Methods: From our dedicated neurovascular databank of patients, we reviewed 59 consecutive children who had 75 separate lesions.
Results: The children were divided into four age groups: below 2 years (22%), 2-5 years (24%), 6-10 years (24%) and 11-15 years (30%). Thirty-three children had dissecting aneurysms, 2 had chronic post-traumatic aneurysms, 8 had infectious aneurysms and 16 had saccular lesions. Twenty-seven percent of the lesions were in the posterior circulation, and 21% developed on the middle cerebral artery. Most dissecting lesions were encountered in the vertebrobasilar system, while saccular lesions were present mostly in the anterior circulation. Half of all cases presented with haemorrhage. Haemorrhage in patients below 2 years of age was due to dissecting aneurysms, while saccular aneurysms were responsible for haemorrhage in patients above 5 years of age. Five children had familial disease and 9 presented with multiple aneurysms. Forty-eight children were referred to us for treatment. Thirty-two underwent surgical (21.9%), endovascular (62.8%) or combined (9.3%) treatment. Eleven patients were treated conservatively and in 5 patients the aneurysms had spontaneously thrombosed at admission. Overall, complete or partial spontaneous thrombosis was seen in 10 patients (16.9%). Dissecting aneurysms were frequent in children of all ages with either associated thrombosis or arterial tear with repeated acute haemorrhage and poor outcome.

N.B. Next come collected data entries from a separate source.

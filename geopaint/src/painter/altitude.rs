//! Conversion of geometry altitudes from meters into model units.

use crate::camera::Camera;
use crate::error::GeopaintError;
use crate::geometry::AltitudeProperty;
use crate::symbol::Placement;
use geopaint_types::cartesian::Point2d;
use geopaint_types::Path;

/// Vertex together with its altitude in model units.
pub type ElevatedPoint = (Point2d, f64);

/// Altitude of a geometry in model units.
#[derive(Debug, Clone, PartialEq)]
pub enum Altitude {
    /// Same altitude for every vertex.
    Scalar(f64),
    /// Altitude of every vertex, mirroring the structure of the geometry path.
    PerVertex(Path<f64>),
}

impl Default for Altitude {
    fn default() -> Self {
        Self::Scalar(0.0)
    }
}

impl Altitude {
    /// Returns true for the scalar zero altitude.
    pub fn is_zero(&self) -> bool {
        matches!(self, Altitude::Scalar(v) if *v == 0.0)
    }

    /// Returns true if the altitude is given per vertex.
    pub fn is_per_vertex(&self) -> bool {
        matches!(self, Altitude::PerVertex(_))
    }

    /// Altitude of the first vertex.
    pub fn first(&self) -> f64 {
        match self {
            Altitude::Scalar(v) => *v,
            Altitude::PerVertex(values) => values.first().copied().unwrap_or_default(),
        }
    }

    /// Altitudes of the `count` marker anchors a geometry gives for the `placement`.
    ///
    /// Per-vertex values are resolved the same way the anchors are placed: the vertex altitude for vertex
    /// placements, the mean of the segment ends for [`Placement::Line`] and the mean of all vertices for
    /// [`Placement::Center`]. Anchors without a matching value get altitude `0`.
    pub fn anchor_altitudes(&self, placement: Placement, count: usize) -> Vec<f64> {
        let values = match self {
            Altitude::Scalar(v) => return vec![*v; count],
            Altitude::PerVertex(values) => values,
        };

        let mut altitudes: Vec<f64> = match placement {
            Placement::Point | Placement::Vertex => values.iter().copied().collect(),
            Placement::VertexFirst => values.first().copied().into_iter().collect(),
            Placement::VertexLast => values.last().copied().into_iter().collect(),
            Placement::Line => values
                .leaves()
                .iter()
                .flat_map(|part| part.windows(2).map(|w| (w[0] + w[1]) / 2.0))
                .collect(),
            Placement::Center => {
                let vertex_count = values.vertex_count();
                let mean = if vertex_count == 0 {
                    0.0
                } else {
                    values.iter().sum::<f64>() / vertex_count as f64
                };
                vec![mean; count]
            }
        };

        if altitudes.len() != count {
            log::warn!(
                "Geometry has {count} anchors for {placement:?} placement, but {} altitude values",
                altitudes.len()
            );
            altitudes.resize(count, 0.0);
        }

        altitudes
    }

    /// Pairs every vertex of the path with its altitude.
    ///
    /// Fails if a per-vertex altitude does not have the same structure as the path.
    pub fn elevate(&self, path: &Path<Point2d>) -> Result<Path<ElevatedPoint>, GeopaintError> {
        Ok(match self {
            Altitude::Scalar(v) => path.map(|p| (*p, *v)),
            Altitude::PerVertex(values) => path.zip_map(values, |p, a| (*p, *a))?,
        })
    }
}

/// Converts a length in meters at the given coordinate to model units.
///
/// The length is measured along the `x` axis, so the result does not depend on the pitch of the view.
pub fn length_to_model(camera: &dyn Camera, center: &Point2d, length: f64) -> f64 {
    if length == 0.0 {
        return 0.0;
    }

    let target = camera.locate(center, length, 0.0);
    let from = camera.coord_to_point(center, camera.gl_resolution());
    let to = camera.coord_to_point(&target, camera.gl_resolution());
    (to.x - from.x).abs() * length.signum()
}

/// Projects the altitude property of a geometry and keeps the result until the property or the projection changes.
#[derive(Debug, Default)]
pub struct AltitudeProjector {
    key: Option<(Option<AltitudeProperty>, String)>,
    value: Altitude,
    min: f64,
    max: f64,
}

impl AltitudeProjector {
    /// Updates the projected altitude. Without a camera the altitude is `0`.
    pub fn project(
        &mut self,
        camera: Option<&dyn Camera>,
        center: &Point2d,
        property: Option<&AltitudeProperty>,
    ) {
        let Some(camera) = camera else {
            self.reset();
            return;
        };

        if let Some((last_property, last_code)) = &self.key {
            if last_property.as_ref() == property && last_code == camera.projection_code() {
                return;
            }
        }

        let (value, min, max) = match property {
            None => (Altitude::default(), 0.0, 0.0),
            Some(AltitudeProperty::Length(length)) => {
                let v = length_to_model(camera, center, *length);
                (Altitude::Scalar(v), v, v)
            }
            Some(AltitudeProperty::PerVertex(lengths)) => {
                let values = lengths.map(|length| length_to_model(camera, center, *length));
                let (min, max) = if values.is_empty() {
                    (0.0, 0.0)
                } else {
                    values
                        .iter()
                        .fold((f64::MAX, f64::MIN), |(min, max), v| (min.min(*v), max.max(*v)))
                };
                (Altitude::PerVertex(values), min, max)
            }
        };

        self.key = Some((property.cloned(), camera.projection_code().to_string()));
        self.value = value;
        self.min = min;
        self.max = max;
    }

    /// Last projected altitude.
    pub fn value(&self) -> &Altitude {
        &self.value
    }

    /// Minimum of the last projected altitude.
    pub fn min(&self) -> f64 {
        self.min
    }

    /// Maximum of the last projected altitude.
    pub fn max(&self) -> f64 {
        self.max
    }

    /// Drops the projected value.
    pub fn reset(&mut self) {
        *self = Self::default();
    }
}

Two types of dissection seem identifiable despite the small number of cases collected: acute segmental arterial tear without thrombosis, acute subarachnoid haemorrhage (SAH) and recurrence before 5 years; and subacute focal dissection with partial thrombosis (or mural haematoma), rare SAH and no early recurrence. The former would require aggressive management whereas the latter often do not require interventional approaches. The mortality in our series of aneurysms is low in the treated group (10.42%). The overall tolerance to haemorrhage seems better than in adults, as already stressed in the literature.
Conclusion: The multiple etiologies encountered confirm the heterogenous nature of "aneurysms". The variety of treatments used suggests the need to categorise aneurysms into subgroups in sufficient numbers to fully appreciate the behavior of the lesions and make the appropriate therapeutic decisions.